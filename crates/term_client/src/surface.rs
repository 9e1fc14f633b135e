//! crossterm rendering of the virtual terminal

use cellquest_core::terminal::Cell;
use cellquest_core::{Color, Surface, VirtualTerminal};
use crossterm::style::{self, Print, SetBackgroundColor, SetForegroundColor};
use crossterm::{cursor, queue, terminal};
use std::io::Write;

/// Map a CGA palette index onto the terminal's 16 colors
pub fn palette(color: Color) -> style::Color {
    use style::Color as C;
    match color.index() {
        0 => C::Black,
        1 => C::DarkBlue,
        2 => C::DarkGreen,
        3 => C::DarkCyan,
        4 => C::DarkRed,
        5 => C::DarkMagenta,
        6 => C::DarkYellow,
        7 => C::Grey,
        8 => C::DarkGrey,
        9 => C::Blue,
        10 => C::Green,
        11 => C::Cyan,
        12 => C::Red,
        13 => C::Magenta,
        14 => C::Yellow,
        _ => C::White,
    }
}

/// Draws the grid at the top-left of `out`, status line just below it
pub struct TermSurface<W: Write> {
    out: W,
}

impl<W: Write> TermSurface<W> {
    pub fn new(out: W) -> Self {
        Self { out }
    }

    #[cfg(test)]
    pub fn into_inner(self) -> W {
        self.out
    }

    fn draw_row(&mut self, y: u16, row: &[Cell]) -> std::io::Result<()> {
        queue!(self.out, cursor::MoveTo(0, y))?;

        // one color change per run of equally colored cells
        let mut start = 0;
        while start < row.len() {
            let (fg, bg) = (row[start].fg, row[start].bg);
            let end = row[start..]
                .iter()
                .position(|c| c.fg != fg || c.bg != bg)
                .map_or(row.len(), |n| start + n);
            let text: String = row[start..end].iter().map(|c| c.ch).collect();
            queue!(
                self.out,
                SetForegroundColor(palette(fg)),
                SetBackgroundColor(palette(bg)),
                Print(text)
            )?;
            start = end;
        }
        Ok(())
    }
}

impl<W: Write> Surface for TermSurface<W> {
    fn present(&mut self, vt: &VirtualTerminal) -> cellquest_core::Result<()> {
        queue!(self.out, cursor::Hide)?;
        for y in 0..vt.rows() {
            self.draw_row(y as u16, vt.row(y))?;
        }
        let (x, y) = vt.cursor();
        queue!(self.out, cursor::MoveTo(x as u16, y as u16), cursor::Show)?;
        self.out.flush()?;
        Ok(())
    }

    fn status(&mut self, text: &str) -> cellquest_core::Result<()> {
        queue!(
            self.out,
            cursor::SavePosition,
            cursor::MoveTo(0, cellquest_core::TERM_ROWS as u16),
            style::ResetColor,
            terminal::Clear(terminal::ClearType::CurrentLine),
            Print(text),
            cursor::RestorePosition
        )?;
        self.out.flush()?;
        Ok(())
    }
}

#[cfg(test)]
mod tests {
    use super::*;
    use cellquest_core::RenderCommand;

    #[test]
    fn test_palette_order() {
        assert_eq!(palette(Color::BLACK), style::Color::Black);
        assert_eq!(palette(Color::BLUE), style::Color::DarkBlue);
        assert_eq!(palette(Color::LIGHT_GRAY), style::Color::Grey);
        assert_eq!(palette(Color::YELLOW), style::Color::Yellow);
        assert_eq!(palette(Color::WHITE), style::Color::White);
        assert_eq!(palette(Color(0x1f)), style::Color::White);
    }

    #[test]
    fn test_present_writes_grid_text() {
        let mut vt = VirtualTerminal::new(3, 10);
        vt.apply(&RenderCommand::print("Hi there"));

        let mut surface = TermSurface::new(Vec::new());
        surface.present(&vt).unwrap();
        let out = String::from_utf8(surface.into_inner()).unwrap();
        assert!(out.contains("Hi there"));
    }

    #[test]
    fn test_status_line() {
        let mut surface = TermSurface::new(Vec::new());
        surface.status("Reconnecting in 2s").unwrap();
        let out = String::from_utf8(surface.into_inner()).unwrap();
        assert!(out.contains("Reconnecting in 2s"));
    }
}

──────

### Activity
If a line in the records contains the word "Result", copy it out.

### Output for this exercise
    fn draw_row(&mut self, y: u16, row: &[Cell]) -> std::io::Result<()> {
    fn present(&mut self, vt: &VirtualTerminal) -> cellquest_core::Result<()> {
    fn status(&mut self, text: &str) -> cellquest_core::Result<()> {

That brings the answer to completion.